Work package 3 needs a different format of the .bam file. Using the parsebam.py script the format can be parsed.

Create a cluster assignment table and narrowPeak files with SnapATAC

The cluster assignment table and narrowPeak files are created with the preprocessing script based on SnapATAC.

Scripts

SnapTools

Requirements:

  • .fastq files tissue.R1.fastq.gz and tissue.R2.fastq.gz
  • bwa installed as aligner
  • genome.fa file matching the tissue genome
  • chrom.sizes file matching the genome

To create .bam and .snap files we use a script based on SnapTools. SnapTools and all requirements need to be installed. The genome.fa file needs to be indexed as explained in the tutorial from SnapTools

.fasta-to-snap.sh \
     --fasta1="PATH" \
     --fasta2="PATH" \
     --refgenome="PATH" \
     --refname="GENOMENAME" \
     --chrom-sizes="PATH" \
     --cores=NUMCORES

The .bam format from SnapTools needs to be parsed for WP3. The Barcode will be added in the Tags section. The python script using Pysam will create the right format:

.parsebam.py "PATH/BAMFILE.bam"

.bam example Before:

AAACTACCAGAAACCCGAGATA:K00168:263:H7WNNBBXY:7:1111:7222:46750	77	*	0	0	*	*	0	0	CGGCTGTCCCTGTCCATGACACGCTCACCGCGCCTCAGATGTGTATAAGAG	<AA<A7FJFJJFJJJJJJJJJJJJJJJJJJJJJJFJJAJJFJFJJJJJJJJ	AS:i:0	XS:i:0
AAACTACCAGAAACCCGAGATA:K00168:263:H7WNNBBXY:7:1111:7222:46750	141	*	0	0	*	*	0	0	GGATACATGAGCTGCATGTGCAGCTTTGCTCCACACGGACACATCAACCAC	---77-7<--<777-A-FAJJ-----77---7-7A---7-7<J<F---<-A	AS:i:0	XS:i:0
AAACTACCAGAAACCCGAGATA:K00168:263:H7WNNBBXY:7:1227:9110:46188	77	*	0	0	*	*	0	0	GTCCCTGTCCCTCACAGCCTCACCGTCTCCGCCTCAGATGTGTATAAGAGA	AAAF<FFJJJJJJJJJJJJJJJJJJJJJJJJJJJJJJJ<JJJJJJJJFJJJ	AS:i:0	XS:i:0

.bam example after:

K00168:263:H7WNNBBXY:7:1111:7222:46750	77	*	0	0	*	*	0	0	CGGCTGTCCCTGTCCATGACACGCTCACCGCGCCTCAGATGTGTATAAGAG	<AA<A7FJFJJFJJJJJJJJJJJJJJJJJJJJJJFJJAJJFJFJJJJJJJJ	AS:i:0	XS:i:0	CB:Z:AAACTACCAGAAACCCGAGATA
K00168:263:H7WNNBBXY:7:1111:7222:46750	141	*	0	0	*	*	0	0	GGATACATGAGCTGCATGTGCAGCTTTGCTCCACACGGACACATCAACCAC	---77-7<--<777-A-FAJJ-----77---7-7A---7-7<J<F---<-A	AS:i:0	XS:i:0	CB:Z:AAACTACCAGAAACCCGAGATA
K00168:263:H7WNNBBXY:7:1227:9110:46188	77	*	0	0	*	*	0	0	GTCCCTGTCCCTCACAGCCTCACCGTCTCCGCCTCAGATGTGTATAAGAGA	AAAF<FFJJJJJJJJJJJJJJJJJJJJJJJJJJJJJJJ<JJJJJJJJFJJJ	AS:i:0	XS:i:0	CB:Z:AAACTACCAGAAACCCGAGATA

SnapATAC

The next lines explain the usage of the preprocessing_WP2.R script.
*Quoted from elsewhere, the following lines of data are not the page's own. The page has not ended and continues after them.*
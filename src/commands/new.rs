//! Create a new post

use anyhow::Result;
use std::fs;
use std::path::PathBuf;

use crate::Folio;

const DEFAULT_SCAFFOLD: &str = "---\ntitle: {{ title }}\ndate: {{ date }}\ntags:\n---\n";

/// Create `<posts_dir>/<slug>.md`, or `<posts_dir>/<path>.md` when given
pub fn create_post(folio: &Folio, title: &str, path: Option<&str>) -> Result<PathBuf> {
    let now = chrono::Local::now();

    let name = match path {
        Some(p) => p.trim_end_matches(".md").to_string(),
        None => slug::slugify(title),
    };
    if name.is_empty() {
        anyhow::bail!("Cannot derive a file name from title {:?}", title);
    }

    let file_path = folio.posts_dir().join(format!("{}.md", name));
    if file_path.exists() {
        anyhow::bail!("File already exists: {:?}", file_path);
    }

    let scaffold_path = folio.base_dir.join("scaffolds/post.md");
    let scaffold = if scaffold_path.exists() {
        fs::read_to_string(&scaffold_path)?
    } else {
        DEFAULT_SCAFFOLD.to_string()
    };

    let content = scaffold
        .replace("{{ title }}", &yaml_string(title))
        .replace("{{ date }}", &now.format("%Y-%m-%d %H:%M:%S").to_string());

    if let Some(parent) = file_path.parent() {
        fs::create_dir_all(parent)?;
    }
    fs::write(&file_path, content)?;

    tracing::info!("Created: {:?}", file_path);
    Ok(file_path)
}

/// Quote titles that YAML would otherwise misread
fn yaml_string(s: &str) -> String {
    let needs_quotes = s.contains(": ")
        || s.contains(" #")
        || s.starts_with(|c: char| "[]{}&*!|>'\"%@`#,?-".contains(c));
    if needs_quotes {
        format!("\"{}\"", s.replace('\\', "\\\\").replace('"', "\\\""))
    } else {
        s.to_string()
    }
}

#[cfg(test)]
mod tests {
    use super::*;
    use crate::config::SiteConfig;
    use crate::content::FrontMatter;

    fn folio() -> (tempfile::TempDir, Folio) {
        let dir = tempfile::tempdir().unwrap();
        let folio = Folio::with_config(dir.path().to_path_buf(), SiteConfig::default());
        (dir, folio)
    }

    #[test]
    fn test_create_post() {
        let (_dir, folio) = folio();
        let path = create_post(&folio, "Hello, Flutter!", None).unwrap();
        assert_eq!(path, folio.posts_dir().join("hello-flutter.md"));

        let content = fs::read_to_string(&path).unwrap();
        let (fm, _) = FrontMatter::parse(&content);
        assert_eq!(fm.title.as_deref(), Some("Hello, Flutter!"));
        assert!(fm.parse_date().is_some());
    }

    #[test]
    fn test_titles_with_colons_stay_valid_yaml() {
        let (_dir, folio) = folio();
        let path = create_post(&folio, "Rust: the \"good\" parts", Some("rust-parts")).unwrap();
        assert!(path.ends_with("rust-parts.md"));

        let (fm, _) = FrontMatter::parse(&fs::read_to_string(&path).unwrap());
        assert_eq!(fm.title.as_deref(), Some("Rust: the \"good\" parts"));
    }

    #[test]
    fn test_existing_file_is_kept() {
        let (_dir, folio) = folio();
        create_post(&folio, "Twice", None).unwrap();
        assert!(create_post(&folio, "Twice", None).is_err());
    }

    #[test]
    fn test_scaffold_is_used() {
        let (dir, folio) = folio();
        fs::create_dir_all(dir.path().join("scaffolds")).unwrap();
        fs::write(
            dir.path().join("scaffolds/post.md"),
            "---\ntitle: {{ title }}\nsummary: TBD\n---\n",
        )
        .unwrap();

        let path = create_post(&folio, "Scaffolded", None).unwrap();
        let (fm, _) = FrontMatter::parse(&fs::read_to_string(&path).unwrap());
        assert_eq!(fm.summary.as_deref(), Some("TBD"));
    }
}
This script is based on this tutorial of SnapATAC.

Preparations

The following libraries are required:

library(GenomicRanges)  
library(SnapATAC)
library(viridisLite)
library(ggplot2)
library(rtracklayer)

We assume that your working directory is called "preprocessing". We provide a blacklist file for specific regions of the hg38 genome. Add the paths of the blacklist file and the corresponding gtf file:

blacklist_regions = "path" # path to blacklist file
gtf.gr = rtracklayer::import("path") # path to .gtf file

Load snap object and add bin matrix

Next, create a folder for the analysis and load a .snap file which has been created with SnapTools before:

s_file="path" # path to .snap file
sample_name = "sample" # sample name (folder name)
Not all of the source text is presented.